Aviation operations and management professionals keep airplanes running and help people and cargo get to their destinations. Learn about career possibilities, salaries in the field, educational requirements and licensing.

Is Aviation Operations and Management Right For Me?

Career Overview

Airplanes and other avionics equipment utilize highly technical and advanced components that require trained professionals for operation, control, maintenance and management. Today's avionics employees must possess the knowledge and skills required to ensure avionics equipment runs safely, efficiently and on schedule. The aviation operations and management industry employs a unique group of individuals trained in a variety of areas, from aviation maintenance and mechanics to air traffic control and piloting.

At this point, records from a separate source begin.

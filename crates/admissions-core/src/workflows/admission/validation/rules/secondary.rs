use super::super::super::profile::{
    CandidateSnapshot, DomesticDiploma, ForeignDiploma, GotDiploma, SecondaryDiploma,
    SecondaryStudies,
};
use super::super::{EngineConfig, Violation};

/// Secondary-studies completeness. An entirely blank record yields one
/// aggregate violation instead of a field-by-field cascade; a started record
/// is checked field by field along the branch the candidate declared.
pub(crate) fn check(
    violations: &mut Vec<Violation>,
    snapshot: &CandidateSnapshot,
    config: &EngineConfig,
) {
    let studies = &snapshot.secondary_studies;

    match studies.got_diploma {
        None => {
            if is_untouched(studies) {
                violations.push(Violation::SecondaryStudiesMissing);
            } else {
                violations.push(Violation::GraduationStateMissing);
            }
        }
        Some(GotDiploma::Yes) | Some(GotDiploma::ThisYear) => match &studies.diploma {
            None => violations.push(Violation::SecondaryStudiesMissing),
            Some(SecondaryDiploma::Domestic(diploma)) => {
                check_domestic(violations, diploma);
            }
            Some(SecondaryDiploma::Foreign(diploma)) => {
                check_foreign(violations, diploma, config);
            }
        },
        Some(GotDiploma::No) => {
            // The alternative equivalence path: an admission exam, waived
            // when a recognized professional experience supports access.
            if snapshot.has_supporting_professional_experience() {
                return;
            }
            let exam_certified = studies
                .admission_exam
                .as_ref()
                .is_some_and(|exam| !exam.certificate.is_empty());
            if !exam_certified {
                violations.push(Violation::AdmissionExamCertificateMissing);
            }
        }
    }
}

fn is_untouched(studies: &SecondaryStudies) -> bool {
    let diploma_blank = match &studies.diploma {
        None => true,
        Some(SecondaryDiploma::Domestic(diploma)) => diploma.is_blank(),
        Some(SecondaryDiploma::Foreign(diploma)) => diploma.is_blank(),
    };
    let exam_blank = studies
        .admission_exam
        .as_ref()
        .is_none_or(|exam| exam.certificate.is_empty() && exam.year.is_none());
    diploma_blank && exam_blank
}

fn check_domestic(violations: &mut Vec<Violation>, diploma: &DomesticDiploma) {
    if diploma.is_blank() {
        violations.push(Violation::SecondaryStudiesMissing);
        return;
    }
    let mut missing = Vec::new();
    if diploma.institute.as_deref().map_or(true, str::is_empty) {
        missing.push("institute");
    }
    if diploma.graduation_year.is_none() {
        missing.push("graduation_year");
    }
    if diploma.certificate.is_empty() {
        missing.push("certificate");
    }
    if !missing.is_empty() {
        violations.push(Violation::DomesticDiplomaIncomplete { missing });
    }
}

fn check_foreign(violations: &mut Vec<Violation>, diploma: &ForeignDiploma, config: &EngineConfig) {
    if diploma.is_blank() {
        violations.push(Violation::SecondaryStudiesMissing);
        return;
    }

    let Some(regime) = &diploma.linguistic_regime else {
        violations.push(Violation::LinguisticRegimeMissing);
        return;
    };

    if config.translation_exempt(regime) {
        let mut missing = Vec::new();
        if diploma.certificate.is_empty() {
            missing.push("certificate");
        }
        if diploma.transcript.is_empty() {
            missing.push("transcript");
        }
        if !missing.is_empty() {
            violations.push(Violation::ForeignDiplomaIncomplete { missing });
        }
    } else {
        // Outside the exempt regimes the translated documents are the ones
        // the file is judged on.
        if diploma.certificate_translation.is_empty() {
            violations.push(Violation::DiplomaTranslationMissing {
                language: regime.clone(),
            });
        }
        if diploma.transcript_translation.is_empty() {
            violations.push(Violation::TranscriptTranslationMissing {
                language: regime.clone(),
            });
        }
    }
}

If you want a career in aviation operations, you can choose from positions such as airfield operations specialist or airport manager. People in these occupations ensure that operations related to sales, maintenance and finance run efficiently. Airfield operations specialists supervise the ground crew and make sure that all required tasks and processes run smoothly. Airport managers handle administrative concerns, such as airport tenant negotiations and equipment management.

You can also pursue a career in avionics maintenance, control and flight. Avionics equipment mechanics ensure that the parts of airplanes and avionics communications equipment work properly. The work involves performing critical preventative maintenance, parts replacement and upkeep that ensures the safety of airline operations.

Pilots manage everything from pre-flight safety checks to the safe landing of a flight in a destination city. As a pilot, you would be responsible for ensuring that everyone on board a flight reaches a destination safely, even if that includes managing emergency landings. Pilots work with meteorologists and air traffic controllers, who decide when a plane takes off, to ensure the safest route.

Employment

According to the U.S. Bureau of Labor Statistics (BLS, www.bls.gov), aircraft mechanics and service technicians earned median pay of $55,210 in 2012. Air traffic controllers and pilots earned higher salaries, with commercial and airline pilots reporting median earnings of $98,410 annually, and air traffic controllers earning median pay of $122,530 in 2012.

How Can I Work in Aviation Operations and Management?

Education

The field of aviation operations and management requires specialized skills that impact customer safety. As a result, the field is monitored by the Federal Aviation Administration (FAA). Many employers require applicants possess a college degree and all pilots are required to possess a flight license issued by the FAA. The military is a source for experienced pilots due to the amount of time and experienced gained through the frequent piloting of military aircraft.

If you have not been a member of the military, you can choose from approximately 600 FAA approved civilian flight schools, according to the BLS. You can also pursue a bachelor's degree program in aeronautical engineering.

In order to qualify for an air traffic controller opportunity, you must successfully pass the FAA pre-employment examination and meet the minimum flight experience requirements. If you lack flight experience, you must be 30 years of age or older at the time you begin the application process. If you do not have military experience, you must have at least three years related experience, a 4-year degree or a combination of both education and experience. You also have the option of enrolling in the Air Traffic-Collegiate Training Initiative.

Required Skills

Aviation operators and managers must be responsible. They also need to have strong communication and managerial skills, be technically adept, be great decision makers and be capable of working in a team environment.